**The problem**
Copy each line of the data below, character for character.

Records drawn from a dataset:
***

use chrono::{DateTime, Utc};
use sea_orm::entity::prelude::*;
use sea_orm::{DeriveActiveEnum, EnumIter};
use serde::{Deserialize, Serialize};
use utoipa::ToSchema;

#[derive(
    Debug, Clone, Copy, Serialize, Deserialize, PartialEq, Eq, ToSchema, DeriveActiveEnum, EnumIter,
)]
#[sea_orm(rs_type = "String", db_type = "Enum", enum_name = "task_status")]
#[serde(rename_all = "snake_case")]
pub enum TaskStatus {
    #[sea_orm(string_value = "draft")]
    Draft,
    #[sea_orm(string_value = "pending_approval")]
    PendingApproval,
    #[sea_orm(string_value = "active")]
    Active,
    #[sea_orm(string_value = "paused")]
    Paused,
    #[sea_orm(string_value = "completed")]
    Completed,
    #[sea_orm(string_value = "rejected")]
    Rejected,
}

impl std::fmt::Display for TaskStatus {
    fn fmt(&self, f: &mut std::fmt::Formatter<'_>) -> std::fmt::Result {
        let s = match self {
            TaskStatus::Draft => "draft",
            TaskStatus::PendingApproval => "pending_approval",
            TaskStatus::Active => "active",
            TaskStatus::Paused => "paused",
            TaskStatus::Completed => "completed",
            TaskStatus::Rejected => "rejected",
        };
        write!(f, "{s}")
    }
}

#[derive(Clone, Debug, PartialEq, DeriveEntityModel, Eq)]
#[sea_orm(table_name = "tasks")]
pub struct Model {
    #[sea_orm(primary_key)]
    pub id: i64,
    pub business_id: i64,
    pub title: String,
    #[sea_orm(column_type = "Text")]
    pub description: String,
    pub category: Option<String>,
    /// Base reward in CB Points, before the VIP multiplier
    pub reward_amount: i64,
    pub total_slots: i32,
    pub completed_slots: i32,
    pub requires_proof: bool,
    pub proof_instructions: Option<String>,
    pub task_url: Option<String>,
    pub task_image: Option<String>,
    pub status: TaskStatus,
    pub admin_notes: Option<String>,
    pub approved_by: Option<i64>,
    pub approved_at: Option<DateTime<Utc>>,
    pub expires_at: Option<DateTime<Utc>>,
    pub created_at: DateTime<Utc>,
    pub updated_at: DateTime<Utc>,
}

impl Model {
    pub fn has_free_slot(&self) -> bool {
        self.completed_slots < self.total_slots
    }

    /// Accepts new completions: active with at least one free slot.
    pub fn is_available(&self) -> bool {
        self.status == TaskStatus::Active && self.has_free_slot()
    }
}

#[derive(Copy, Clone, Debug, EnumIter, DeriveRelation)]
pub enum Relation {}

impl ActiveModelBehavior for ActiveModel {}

***

**Result for this task**
use chrono::{DateTime, Utc};
use sea_orm::entity::prelude::*;
use sea_orm::{DeriveActiveEnum, EnumIter};
use serde::{Deserialize, Serialize};
use utoipa::ToSchema;

#[derive(
    Debug, Clone, Copy, Serialize, Deserialize, PartialEq, Eq, ToSchema, DeriveActiveEnum, EnumIter,
)]
#[sea_orm(rs_type = "String", db_type = "Enum", enum_name = "task_status")]
#[serde(rename_all = "snake_case")]
pub enum TaskStatus {
    #[sea_orm(string_value = "draft")]
    Draft,
    #[sea_orm(string_value = "pending_approval")]
    PendingApproval,
    #[sea_orm(string_value = "active")]
    Active,
    #[sea_orm(string_value = "paused")]
    Paused,
    #[sea_orm(string_value = "completed")]
    Completed,
    #[sea_orm(string_value = "rejected")]
    Rejected,
}

impl std::fmt::Display for TaskStatus {
    fn fmt(&self, f: &mut std::fmt::Formatter<'_>) -> std::fmt::Result {
        let s = match self {
            TaskStatus::Draft => "draft",
            TaskStatus::PendingApproval => "pending_approval",
            TaskStatus::Active => "active",
            TaskStatus::Paused => "paused",
            TaskStatus::Completed => "completed",
            TaskStatus::Rejected => "rejected",
        };
        write!(f, "{s}")
    }
}

#[derive(Clone, Debug, PartialEq, DeriveEntityModel, Eq)]
#[sea_orm(table_name = "tasks")]
pub struct Model {
    #[sea_orm(primary_key)]
    pub id: i64,
    pub business_id: i64,
    pub title: String,
    #[sea_orm(column_type = "Text")]
    pub description: String,
    pub category: Option<String>,
    /// Base reward in CB Points, before the VIP multiplier
    pub reward_amount: i64,
    pub total_slots: i32,
    pub completed_slots: i32,
    pub requires_proof: bool,
    pub proof_instructions: Option<String>,
    pub task_url: Option<String>,
    pub task_image: Option<String>,
    pub status: TaskStatus,
    pub admin_notes: Option<String>,
    pub approved_by: Option<i64>,
    pub approved_at: Option<DateTime<Utc>>,
    pub expires_at: Option<DateTime<Utc>>,
    pub created_at: DateTime<Utc>,
    pub updated_at: DateTime<Utc>,
}

impl Model {
    pub fn has_free_slot(&self) -> bool {
        self.completed_slots < self.total_slots
    }

    /// Accepts new completions: active with at least one free slot.
    pub fn is_available(&self) -> bool {
        self.status == TaskStatus::Active && self.has_free_slot()
    }
}

#[derive(Copy, Clone, Debug, EnumIter, DeriveRelation)]
pub enum Relation {}

impl ActiveModelBehavior for ActiveModel {}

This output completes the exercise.